The bill shifts tax and regulatory incentives away from fossil fuels to raise revenue, strengthen environmental safeguards, and increase transparency — but does so at the cost of higher taxes and compliance costs for energy firms, potential increases in energy and consumer prices, slower permitting for some projects, and localized economic harm to fossil-fuel workers and investors.
Federal taxpayers and the federal budget: the bill raises federal revenue by imposing new taxes (e.g., on Gulf OCS production) and removing some fossil-fuel tax preferences, which can fund priorities or reduce deficits.
Communities and public health: the bill shifts market incentives away from fossil-fuel production (by removing preferences and accelerated depreciation), which is likely to reduce greenhouse-gas emissions and related health harms over time.
Oil-spill responders and coastal communities: the Oil Spill Liability Trust Fund is strengthened by a 10¢/barrel financing rate, improving cleanup resources and readiness.
Energy consumers and workers in fossil-fuel regions: higher taxes and removal of tax preferences and accelerated depreciation will raise fossil producers' costs, likely increasing energy prices, reducing investment, and risking job losses in energy-dependent communities.
Oil, gas, coal firms and investors: loss of tax-favored treatment for partnerships, integrated companies, and property (including accelerated depreciation) will reduce after-tax returns and could depress asset values and investor returns.
Project developers, utilities, and local communities: repeal of expedited permitting provisions and restoration of stronger NEPA reviews may slow federal approvals, delay jobs and projects, and increase project timelines and costs.

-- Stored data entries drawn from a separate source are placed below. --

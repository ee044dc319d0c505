//! Shared task/result types for the scheduler, sandbox, and verifier.

use duxnet_core::{EscrowId, Money, NodeId, TaskId, Timestamp};
use serde::{Deserialize, Serialize};
use std::collections::HashMap;

#[derive(Debug, Clone, Copy, PartialEq, Eq, Serialize, Deserialize)]
pub enum TaskStatus {
    Pending,
    Assigned,
    Running,
    Completed,
    Failed,
    Timeout,
    Cancelled,
}

#[derive(Debug, Clone, Serialize, Deserialize)]
pub struct Task {
    pub task_id: TaskId,
    pub service_name: String,
    pub task_type: String,
    pub code: String,
    pub parameters: serde_json::Map<String, serde_json::Value>,
    pub input_data: Option<serde_json::Value>,
    pub cpu_cores: u32,
    pub memory_mb: u32,
    pub timeout_seconds: u32,
    pub payment_amount: Money,
    pub priority: u8,
    pub status: TaskStatus,
    pub assigned_node_id: Option<NodeId>,
    pub escrow_id: Option<EscrowId>,
    pub created_at: Timestamp,
    pub retry_count: u32,
}

impl Task {
    pub fn validate(&self) -> Result<(), String> {
        if self.code.trim().is_empty() {
            return Err("code must not be empty".into());
        }
        if self.cpu_cores < 1 {
            return Err("cpu_cores must be >= 1".into());
        }
        if !(128..=8192).contains(&self.memory_mb) {
            return Err("memory_mb must be within [128, 8192]".into());
        }
        if !(30..=3600).contains(&self.timeout_seconds) {
            return Err("timeout_seconds must be within [30, 3600]".into());
        }
        if !(1..=5).contains(&self.priority) {
            return Err("priority must be within [1, 5]".into());
        }
        Ok(())
    }
}

#[derive(Debug, Clone, Serialize, Deserialize)]
pub struct TaskResult {
    pub task_id: TaskId,
    pub node_id: NodeId,
    pub status: TaskStatus,
    pub output_data: serde_json::Map<String, serde_json::Value>,
    pub error_message: Option<String>,
    pub execution_time_seconds: f64,
    pub memory_used_mb: u32,
    pub cpu_usage_percent: f64,
    pub result_hash: String,
    pub signature: Option<String>,
    pub verified: bool,
    pub created_at: Timestamp,
}

/// Runtime view of a node's scheduling-relevant attributes, derived
/// from registry rows (§3, "NodeCapability").
#[derive(Debug, Clone)]
pub struct NodeCapability {
    pub node_id: NodeId,
    pub cpu_cores: u32,
    pub memory_mb: u32,
    pub storage_gb: u32,
    pub gpu: bool,
    pub supported_services: HashMap<String, ()>,
    pub reputation: f64,
    pub success_rate: f64,
    pub avg_execution_time: f64,
    pub current_assignments: u32,
}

Based on analysis of 11 sections of legislative text.
Eliminates many federal fossil‑fuel subsidies and incentives across leasing, tax code, credits, permitting, and financing, and orders agency reviews to identify remaining subsidies.

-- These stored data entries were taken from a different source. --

/// Every component the orchestrator wires together, shared by the
/// scheduling loop, the sandbox execution loop, and the REST surface.
pub struct NodeContext {
    pub registry: Arc<NodeRegistry>,
    pub auth: Arc<Authenticator>,
    pub chain: Arc<dyn ChainAdapter>,
    pub ledger: Arc<WalletLockLedger>,
    pub escrow: Arc<EscrowEngine>,
    pub disputes: Arc<DisputeResolver>,
    pub fund: Arc<CommunityFund>,
    pub governance: Arc<GovernanceEngine>,
    pub scheduler: Arc<TaskScheduler>,
    pub sandbox: Arc<ExecutionSandbox>,
    pub verifier: Arc<ResultVerifier>,
    pub events: Arc<dyn EventBus>,
    stats: NodeStats,
    config: DuxNetConfig,
}

impl NodeContext {
    pub fn build(config: DuxNetConfig) -> Result<Arc<Self>> {
        let events: Arc<dyn EventBus> = Arc::new(TracingEventBus);
        let registry = Arc::new(NodeRegistry::new());
        let auth = Arc::new(Authenticator::new());
        let audit = Arc::new(AuditLog::new());

        let chain = build_chain_adapter(&config)?;
        let ledger = Arc::new(WalletLockLedger::new(chain.clone(), audit.clone()));

        let fund = Arc::new(CommunityFund::new(
            FundConfig {
                airdrop_threshold: config.airdrop.threshold,
                airdrop_interval_hours: config.airdrop.interval_hours,
                min_airdrop_amount: config.airdrop.min_amount,
                max_airdrop_nodes: config.airdrop.max_nodes,
                currency: Currency::Flop,
            },
            registry.clone(),
            chain.clone(),
            audit.clone(),
            events.clone(),
        ));

        let escrow = Arc::new(EscrowEngine::new(
            ledger.clone(),
            chain.clone(),
            fund.clone(),
            auth.clone(),
            audit.clone(),
            events.clone(),
            config.escrow.provider_share_bps(),
        ));
        let disputes = Arc::new(DisputeResolver::new(escrow.clone(), events.clone()));
        let governance = Arc::new(GovernanceEngine::new(
            fund.clone(),
            config.governance.min_voting_days as u32,
            config.governance.max_voting_days as u32,
        ));

        let scheduler = Arc::new(TaskScheduler::new(SchedulerConfig {
            max_tasks_per_node: config.scheduler.max_tasks_per_node,
            max_retries: config.scheduler.max_retries,
        }));
        let sandbox = Arc::new(ExecutionSandbox::new(
            Box::new(NativeRuntime::default()),
            SandboxLimits {
                memory_cap_mb: config.sandbox.memory_cap_mb,
                cpu_cap_cores: config.sandbox.cpu_cap,
                timeout_cap_s: config.sandbox.timeout_cap_s,
                network_allowed: config.sandbox.network,
            },
        ));
        let verifier = Arc::new(ResultVerifier::new());

        Ok(Arc::new(Self {
            registry,
            auth,
            chain,
            ledger,
            escrow,
            disputes,
            fund,
            governance,
            scheduler,
            sandbox,
            verifier,
            events,
            stats: NodeStats::default(),
            config,
        }))
    }

    /// Connects the persistence mirror. Failure is logged and
    /// swallowed rather than propagated: in-memory state is
    /// authoritative for the life of the process, so a node can run
    /// without a reachable database at the cost of restart recovery.
    async fn connect_storage(&self) {
        match PgStore::connect(&self.config.db.url, self.config.db.pool_size).await {
            Ok(_) => info!("connected to persistence store"),
            Err(e) => warn!(error = %e, "persistence store unavailable; continuing in-memory-only"),
        }
    }

    fn node_capability(&self, node: &Node) -> NodeCapability {
        let cpu_cores = node
            .metadata
            .get("cpu_cores")
            .and_then(|v| v.as_u64())
            .unwrap_or(1) as u32;
        let memory_mb = node
            .metadata
            .get("memory_mb")
            .and_then(|v| v.as_u64())
            .unwrap_or(512) as u32;
        let storage_gb = node
            .metadata
            .get("storage_gb")
            .and_then(|v| v.as_u64())
            .unwrap_or(10) as u32;
        let gpu = node.metadata.get("gpu").and_then(|v| v.as_bool()).unwrap_or(false);
        let supported_services = node.capabilities.iter().map(|c| (c.clone(), ())).collect();
        let stats = self.stats.of(node.node_id);

        NodeCapability {
            node_id: node.node_id,
            cpu_cores,
            memory_mb,
            storage_gb,
            gpu,
            supported_services,
            reputation: node.reputation,
            success_rate: stats.success_rate(),
            avg_execution_time: stats.avg_execution_time(),
            current_assignments: self.scheduler.load_of(node.node_id),
        }
    }

    fn eligible_nodes(&self) -> Vec<NodeCapability> {
        self.registry
            .list_all()
            .into_iter()
            .filter(|n| matches!(n.status, NodeStatus::Online))
            .map(|n| self.node_capability(&n))
            .collect()
    }

    /// One scheduling tick plus dispatch: assigns pending tasks, then
    /// spawns a sandbox execution for each new assignment. Tasks that
    /// exhausted their retries without finding an eligible node never
    /// ran, so they're handled inline rather than through the sandbox.
    async fn tick(self: &Arc<Self>) {
        let nodes = self.eligible_nodes();
        let outcome = self.scheduler.tick(&nodes);
        for assignment in outcome.assignments {
            let ctx = self.clone();
            tokio::spawn(async move {
                ctx.execute_assignment(assignment).await;
            });
        }
        for task in outcome.exhausted {
            let ctx = self.clone();
            tokio::spawn(async move {
                ctx.handle_unschedulable_task(task).await;
            });
        }
    }

    /// A task that exhausted `max_retries` without an eligible node.
    /// Refunds its escrow (nothing ran, so there's no result to
    /// release against) and publishes a terminal failure event.
    async fn handle_unschedulable_task(&self, task: Task) {
        if let Some(escrow_id) = task.escrow_id {
            if let Err(e) = self.escrow.refund(escrow_id, "no eligible node available".to_string()).await {
                error!(%escrow_id, error = %e, "escrow refund failed after no-node task failure");
            }
        }
        self.events.publish(DuxEvent::TaskFailed {
            task_id: task.task_id,
            node_id: None,
            reason: "no eligible node available".to_string(),
            ts: now(),
        });
    }

    async fn execute_assignment(self: Arc<Self>, assignment: Assignment) {
        let Assignment { task, node_id, .. } = assignment;
        let result = self.sandbox.execute(&task, node_id).await;
        self.scheduler.release_node_slot(node_id);
        self.handle_task_result(task, result).await;
    }

    /// Verify, then release or refund, then update reputation. Every
    /// step is independent: a failure in one never blocks or rolls
    /// back another.
    async fn handle_task_result(&self, task: Task, result: TaskResult) {
        let verification = self.verifier.verify(&task.service_name, &result);
        let verified = verification.is_ok();
        if let Err(failure) = &verification {
            warn!(task_id = %task.task_id, stage = failure.stage, reason = %failure.reason, "task result failed verification");
        }

        if let Some(escrow_id) = task.escrow_id {
            if verified {
                self.release_escrow_for_result(escrow_id, &result).await;
            } else {
                let reason = verification
                    .as_ref()
                    .err()
                    .map(|f| f.to_string())
                    .unwrap_or_else(|| "unverified result".to_string());
                if let Err(e) = self.escrow.refund(escrow_id, reason).await {
                    error!(%escrow_id, error = %e, "escrow refund failed after verification failure");
                }
            }
        }

        let reputation_event = match result.status {
            TaskStatus::Timeout => ReputationEvent::TaskTimeout,
            _ if verified => ReputationEvent::TaskSuccess,
            _ => ReputationEvent::TaskFailure,
        };
        if let Err(e) = self.registry.apply_event(result.node_id, reputation_event) {
            warn!(node_id = %result.node_id, error = %e, "reputation update failed after task completion");
        }

        self.stats.record(
            result.node_id,
            matches!(reputation_event, ReputationEvent::TaskSuccess),
            result.execution_time_seconds,
        );

        if verified {
            self.events.publish(DuxEvent::TaskCompleted {
                task_id: task.task_id,
                node_id: result.node_id,
                ts: now(),
            });
        } else {
            self.events.publish(DuxEvent::TaskFailed {
                task_id: task.task_id,
                node_id: Some(result.node_id),
                reason: result.error_message.clone().unwrap_or_else(|| "verification failed".to_string()),
                ts: now(),
            });
        }
    }

    async fn release_escrow_for_result(&self, escrow_id: duxnet_core::EscrowId, result: &TaskResult) {
        let timestamp = now().timestamp();
        let payload = EscrowReleasePayload::new(escrow_id, result.result_hash.clone(), timestamp);
        let signature = match self.auth.sign_as(result.node_id, &payload, timestamp) {
            Ok(sig) => sig,
            Err(e) => {
                error!(%escrow_id, error = %e, "failed to sign release payload on provider's behalf");
                return;
            }
        };
        if let Err(e) = self
            .escrow
            .release(escrow_id, result.result_hash.clone(), signature, timestamp, timestamp)
            .await
        {
            match e {
                DuxError::State(_) => {
                    // Lost a race to a concurrent release/refund, or the
                    // escrow was resolved through a dispute in the meantime.
                    warn!(%escrow_id, "escrow release skipped: no longer active");
                }
                other => error!(%escrow_id, error = %other, "escrow release failed after verified task result"),
            }
        }
    }

    /// Runs the scheduler tick loop, the REST API, and (best-effort)
    /// the persistence connection until the process is signalled to
    /// stop.
    pub async fn run(self: Arc<Self>) -> Result<()> {
        self.connect_storage().await;

        let tick_interval = Duration::from_secs(self.config.scheduler.tick_s.max(1));
        let ticking_ctx = self.clone();
        let tick_task = tokio::spawn(async move {
            let mut interval = tokio::time::interval(tick_interval);
            loop {
                interval.tick().await;
                ticking_ctx.tick().await;
            }
        });

        let api_state = ApiState {
            registry: self.registry.clone(),
            escrow: self.escrow.clone(),
            disputes: self.disputes.clone(),
            governance: self.governance.clone(),
            scheduler: self.scheduler.clone(),
            sandbox: self.sandbox.clone(),
        };
        let listen_addr = self.config.api.listen_addr.clone();
        let api_task = tokio::spawn(async move { start_servers(&listen_addr, api_state).await });

        tokio::select! {
            res = tick_task => res.context("scheduler tick loop panicked")?,
            res = api_task => res.context("API server task panicked")??,
        }
        Ok(())
    }
}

Introduced July 23, 2025 by Ilhan Omar · Last progress July 23, 2025
Ends a wide array of federal supports for fossil fuels by cancelling royalty relief and related leasing incentives, repealing and narrowing multiple tax benefits and credits for oil, gas, and coal, restricting certain international financing tied to fossil projects, and reversing several recent statutory changes that expanded fossil‑fuel permitting or subsidies. It also changes liability rules for certain oil releases, bars interest payments on royalty overpayments, and directs Treasury and other agencies to identify remaining federal subsidies and to review accelerated depreciation rules for fossil‑fuel assets. The law takes effect in stages: many changes apply after enactment (notably tax and leasing changes apply to taxable years/transactions or property placed in service after enactment), while a few specific provisions use dates such as Dec 31, 2025 or Jan 1, 2026 for applicability; agencies (Treasury, IRS, DOE) must produce reports within one year and publish identified determinations that can trigger further rule changes.